TASK REQUIREMENTS
Search the listing for the string "total". Copy every line that has it.
##########
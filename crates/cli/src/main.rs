use anyhow::Context;
use clap::{Parser, Subcommand};
use serde_json::json;
use std::path::PathBuf;
use std::sync::Arc;
use tracing_subscriber::EnvFilter;
use tracing_subscriber::{layer::SubscriberExt, util::SubscriberInitExt};

use riskreturn_core::service::AnalysisService;

#[derive(Debug, Parser)]
#[command(name = "riskreturn")]
struct Args {
    /// Dataset CSV. Defaults to COMPANIES_DATA_PATH or data/companies_data.csv.
    #[arg(long, global = true)]
    data: Option<PathBuf>,

    /// Print compact JSON instead of pretty-printed.
    #[arg(long, global = true)]
    compact: bool,

    #[command(subcommand)]
    command: Command,
}

#[derive(Debug, Subcommand)]
enum Command {
    /// List company names in dataset order.
    List,
    /// Metrics and recommendation for one company.
    Analyze { name: String },
    /// Metrics for several companies, in the order given.
    Compare { names: Vec<String> },
}

fn main() -> anyhow::Result<()> {
    dotenvy::dotenv().ok();

    let settings = riskreturn_core::config::Settings::from_env()?;
    let _sentry_guard = init_sentry(&settings);

    tracing_subscriber::registry()
        .with(EnvFilter::from_default_env())
        .with(tracing_subscriber::fmt::layer().with_writer(std::io::stderr))
        .with(sentry_tracing::layer())
        .init();

    let args = Args::parse();

    let data_path = args.data.clone().unwrap_or(settings.data_path);
    let index = riskreturn_core::dataset::load_csv_path(&data_path)
        .with_context(|| format!("loading dataset {}", data_path.display()))?;
    let service = AnalysisService::new(Arc::new(index));

    match run(&service, &args.command) {
        Ok(body) => {
            print_json(&body, args.compact)?;
            Ok(())
        }
        Err(body) => {
            print_json(&body, args.compact)?;
            std::process::exit(1);
        }
    }
}

/// Produces the same JSON bodies as the HTTP API; `Err` carries the error envelope.
fn run(
    service: &AnalysisService,
    command: &Command,
) -> Result<serde_json::Value, serde_json::Value> {
    let result = match command {
        Command::List => {
            let companies = service.get_all();
            Ok(json!({
                "status": "success",
                "companies": companies,
                "total": companies.len(),
            }))
        }
        Command::Analyze { name } => service.analyze(name).map(|a| {
            json!({
                "status": "success",
                "company": a.company,
                "metrics": a.metrics,
                "recommendation": a.recommendation,
            })
        }),
        Command::Compare { names } => service.compare(names.as_slice()).map(|comparison| {
            json!({
                "status": "success",
                "total": comparison.len(),
                "comparison": comparison,
            })
        }),
    };

    result.map_err(|err| {
        tracing::warn!(error = %err, "query failed");
        json!({"status": "error", "message": err.to_string()})
    })
}

fn print_json(value: &serde_json::Value, compact: bool) -> anyhow::Result<()> {
    let out = if compact {
        serde_json::to_string(value)?
    } else {
        serde_json::to_string_pretty(value)?
    };
    println!("{out}");
    Ok(())
}

fn init_sentry(settings: &riskreturn_core::config::Settings) -> Option<sentry::ClientInitGuard> {
    let dsn = settings.sentry_dsn.as_deref()?;
    Some(sentry::init((
        dsn,
        sentry::ClientOptions {
            release: sentry::release_name!(),
            ..Default::default()
        },
    )))
}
##########
FINISHED TASK
                "total": companies.len(),
                "total": comparison.len(),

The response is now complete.